Amyotrophic lateral sclerosis (ALS) is a neurodegenerative disease characterized by progressive motor neuron degeneration, with misfolded and aggregated Cu/Zn-superoxide dismutase (SOD1) proteins implicated in its pathogenesis. Previous studies have demonstrated that copper and zinc ions play essential roles in the proper folding and structural stability of SOD1. Specifically, dissociation of a zinc ion from SOD1 has been identified as a critical factor promoting the formation of SOD1 oligomers and amyloid-like fibrils.1, 2 This observation led to the hypothesis that mutations causing reduced zinc affinity or intracellular zinc deficiency may trigger SOD1 aggregation, thus contributing to ALS onset.
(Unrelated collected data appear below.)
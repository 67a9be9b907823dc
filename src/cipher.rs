//! Secret-keyed pixel cipher.
//!
//! Two stages share one keystream: a chaotic Fisher-Yates permutation
//! scatters whole pixels, then every sample byte is XORed with one keystream
//! byte. Encryption and decryption are distinct inverse procedures drawing
//! from the stream in the same order, so `decrypt(encrypt(p, k), k) == p`
//! for every buffer and every key.
//!
//! There is no authentication tag: decrypting with the wrong secret yields
//! plausible-looking noise instead of an error.

use rayon::prelude::*;

use crate::buffer::{PixelBuffer, CHANNELS};
use crate::chaos::ChaoticStream;
use crate::key::KeySeed;

/// Encrypt a pixel buffer. Dimensions are preserved; the input is untouched.
pub fn encrypt(buffer: &PixelBuffer, seed: &KeySeed) -> PixelBuffer {
    let mut stream = ChaoticStream::from_seed(seed);
    let perm = stream.permutation(buffer.pixel_count());

    // Scatter pixels through the keyed permutation
    let chan = CHANNELS as usize;
    let data = buffer.data();
    let mut out = vec![0u8; data.len()];
    for (dst, &src) in perm.iter().enumerate() {
        out[dst * chan..(dst + 1) * chan].copy_from_slice(&data[src * chan..(src + 1) * chan]);
    }

    // One keystream byte per sample
    let pad = draw_pad(&mut stream, out.len());
    out.par_iter_mut()
        .zip(pad.par_iter())
        .for_each(|(byte, &k)| *byte ^= k);

    PixelBuffer::from_raw(buffer.width(), buffer.height(), out)
}

/// Decrypt a pixel buffer produced by [`encrypt`] under the same seed.
pub fn decrypt(buffer: &PixelBuffer, seed: &KeySeed) -> PixelBuffer {
    let mut stream = ChaoticStream::from_seed(seed);
    let perm = stream.permutation(buffer.pixel_count());
    let pad = draw_pad(&mut stream, buffer.sample_count());

    // Undo the XOR pad first, then gather pixels back through the
    // inverse permutation
    let mut mixed = buffer.data().to_vec();
    mixed
        .par_iter_mut()
        .zip(pad.par_iter())
        .for_each(|(byte, &k)| *byte ^= k);

    let chan = CHANNELS as usize;
    let mut out = vec![0u8; mixed.len()];
    for (src, &dst) in perm.iter().enumerate() {
        out[dst * chan..(dst + 1) * chan].copy_from_slice(&mixed[src * chan..(src + 1) * chan]);
    }

    PixelBuffer::from_raw(buffer.width(), buffer.height(), out)
}

fn draw_pad(stream: &mut ChaoticStream, len: usize) -> Vec<u8> {
    (0..len).map(|_| stream.next_byte()).collect()
}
However, this hypothesis encounters significant questions. First, some ALS-related SOD1 mutations cause disease without substantially lowering zinc affinity.3 Second, given the extremely high zinc affinity of SOD1,4 it remains unclear if intracellular zinc levels could drop sufficiently to induce significant zinc dissociation. These uncertainties suggest that the loss of zinc ions alone may not fully explain SOD1 aggregation observed in ALS.
To explore alternative mechanisms, we examined the effects of excess zinc ions on SOD1 behavior in vitro. Intriguingly, our results revealed that increasing the molar ratio of zinc ions relative to SOD1 induced robust formation of insoluble SOD1 aggregates. This finding strongly suggests that SOD1 aggregation can also occur under conditions of zinc excess, rather than merely zinc deficiency. Based on these observations, we propose that perturbation of the intracellular balance between SOD1 and zinc ions - whether through deficiency or excess - may drive protein aggregation and thereby contribute to ALS pathogenesis.
Our study highlights the importance of maintaining a precise intracellular zinc equilibrium for SOD1 stability and provides a novel perspective on the molecular mechanisms underlying SOD1 aggregation in ALS. These insights underscore the complexity of metal homeostasis in ALS and suggest potential new therapeutic targets focusing on cellular metal ion regulation.